Report each line of the entries below that includes "trim".

(Records excerpted from a collection)
==============================
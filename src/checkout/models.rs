use rust_decimal::Decimal;
use serde::{Deserialize, Serialize};
use std::collections::HashMap;
use std::str::FromStr;
use utoipa::{IntoParams, ToSchema};
use uuid::Uuid;
use validator::Validate;

use crate::validation::{validate_locale, validate_not_blank};

/// Event type that confirms a hosted checkout was paid
pub const CHECKOUT_COMPLETED: &str = "checkout.session.completed";

pub const DEFAULT_LOCALE: &str = "en";

/// Request body for POST /api/checkout/session
#[derive(Debug, Clone, Deserialize, Validate, ToSchema)]
pub struct CreateSessionRequest {
    #[validate(length(min = 1, max = 500), custom = "validate_not_blank")]
    pub shipping_address: String,
    #[validate(length(min = 5, max = 30))]
    pub phone_number: String,
    pub coupon_code: Option<String>,
    /// Frontend locale used in the return URLs, defaults to `en`
    #[validate(custom = "validate_locale")]
    #[schema(example = "en")]
    pub locale: Option<String>,
}

/// Session handed back to the client unmodified
#[derive(Debug, Clone, PartialEq, Serialize, Deserialize, ToSchema)]
#[serde(rename_all = "camelCase")]
pub struct CheckoutSession {
    #[schema(example = "cs_test_a1b2c3")]
    pub session_id: String,
    pub url: String,
}

/// One line on the hosted payment page, amounts in minor units
#[derive(Debug, Clone, PartialEq)]
pub struct GatewayLineItem {
    pub name: String,
    pub unit_amount: i64,
    pub quantity: i32,
    pub image: Option<String>,
    pub description: Option<String>,
}

/// Opaque metadata carried through the gateway and back on the webhook
///
/// Every value travels as a string; the gateway stores nothing else for us.
#[derive(Debug, Clone, Default, PartialEq, Serialize, Deserialize)]
#[serde(rename_all = "camelCase")]
pub struct CheckoutMetadata {
    #[serde(default)]
    pub user_id: Option<String>,
    #[serde(default)]
    pub shipping_address: Option<String>,
    #[serde(default)]
    pub phone_number: Option<String>,
    #[serde(default)]
    pub total_amount: Option<String>,
    #[serde(default)]
    pub discount_amount: Option<String>,
    #[serde(default)]
    pub coupon_code: Option<String>,
}

impl CheckoutMetadata {
    /// Key/value pairs in wire naming, empty values omitted
    pub fn pairs(&self) -> Vec<(&'static str, &str)> {
        [
            ("userId", &self.user_id),
            ("shippingAddress", &self.shipping_address),
            ("phoneNumber", &self.phone_number),
            ("totalAmount", &self.total_amount),
            ("discountAmount", &self.discount_amount),
            ("couponCode", &self.coupon_code),
        ]
        .into_iter()
        .filter_map(|(key, value)| value.as_deref().filter(|v| !v.is_empty()).map(|v| (key, v)))
        .collect()
    }

    pub fn user_id(&self) -> Option<Uuid> {
        self.user_id.as_deref().and_then(|raw| Uuid::parse_str(raw.trim()).ok())
    }

    pub fn total_amount(&self) -> Option<Decimal> {
        parse_amount(self.total_amount.as_deref())
    }

    pub fn discount_amount(&self) -> Option<Decimal> {
        parse_amount(self.discount_amount.as_deref())
    }

    pub fn coupon_code(&self) -> Option<String> {
        non_empty(self.coupon_code.as_deref())
    }
}

fn parse_amount(raw: Option<&str>) -> Option<Decimal> {
    raw.and_then(|value| Decimal::from_str(value.trim()).ok())
        .filter(|amount| *amount >= Decimal::ZERO)
}

pub(crate) fn non_empty(raw: Option<&str>) -> Option<String> {
    raw.map(str::trim).filter(|v| !v.is_empty()).map(str::to_string)
}

/// Everything the gateway needs to open a hosted checkout
#[derive(Debug, Clone, PartialEq)]
pub struct SessionRequest {
    pub line_items: Vec<GatewayLineItem>,
    pub metadata: CheckoutMetadata,
    pub currency: String,
    pub success_url: String,
    pub cancel_url: String,
}

/// The session object inside a completed-checkout event
#[derive(Debug, Clone, PartialEq, Deserialize)]
pub struct CompletedSession {
    pub id: String,
    #[serde(default)]
    pub payment_intent: Option<String>,
    #[serde(default)]
    pub metadata: CheckoutMetadata,
}

impl CompletedSession {
    /// Key the resulting order is deduplicated on
    pub fn payment_reference(&self) -> String {
        non_empty(self.payment_intent.as_deref()).unwrap_or_else(|| self.id.clone())
    }
}

/// Authenticated gateway event
#[derive(Debug, Clone, PartialEq)]
pub struct GatewayEvent {
    pub id: String,
    pub event_type: String,
    pub body: EventBody,
    pub payload: serde_json::Value,
}

/// What an authenticated event turned out to carry
#[derive(Debug, Clone, PartialEq)]
pub enum EventBody {
    CompletedSession(CompletedSession),
    /// Any event type the store does not act on
    Other,
    /// Signed by the gateway but not decodable; carries the decode error
    Unreadable(String),
}

/// Gateway's current view of a session
#[derive(Debug, Clone, PartialEq, Serialize, ToSchema)]
pub struct SessionStatus {
    #[schema(example = "paid")]
    pub status: String,
    #[schema(value_type = Object)]
    pub buyer: serde_json::Value,
    pub metadata: HashMap<String, String>,
}

#[derive(Debug, Deserialize, IntoParams)]
#[into_params(parameter_in = Query)]
pub struct VerifyParams {
    pub session_id: Option<String>,
}

/// What happened to an authenticated webhook event
#[derive(Debug, Clone, Copy, PartialEq, Eq)]
pub enum WebhookOutcome {
    OrderCreated(Uuid),
    /// An order already exists for this payment reference
    Duplicate,
    MissingUser,
    /// Nothing to turn into an order, usually a redelivery after clearing
    CartEmpty,
    Ignored,
    Unreadable,
    Failed,
    TimedOut,
}

impl WebhookOutcome {
    pub fn as_str(&self) -> &'static str {
        match self {
            WebhookOutcome::OrderCreated(_) => "order_created",
            WebhookOutcome::Duplicate => "duplicate",
            WebhookOutcome::MissingUser => "missing_user",
            WebhookOutcome::CartEmpty => "cart_empty",
            WebhookOutcome::Ignored => "ignored",
            WebhookOutcome::Unreadable => "unreadable",
            WebhookOutcome::Failed => "failed",
            WebhookOutcome::TimedOut => "timed_out",
        }
    }
}

#[derive(Debug, Serialize, ToSchema)]
pub struct WebhookAck {
    pub received: bool,
}

/// Row for the payment-event log
#[derive(Debug, Clone, PartialEq)]
pub struct NewPaymentEvent {
    pub event_id: String,
    pub event_type: String,
    pub payload: serde_json::Value,
}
==============================
## Finished exercise
        self.user_id.as_deref().and_then(|raw| Uuid::parse_str(raw.trim()).ok())
    raw.and_then(|value| Decimal::from_str(value.trim()).ok())
    raw.map(str::trim).filter(|v| !v.is_empty()).map(str::to_string)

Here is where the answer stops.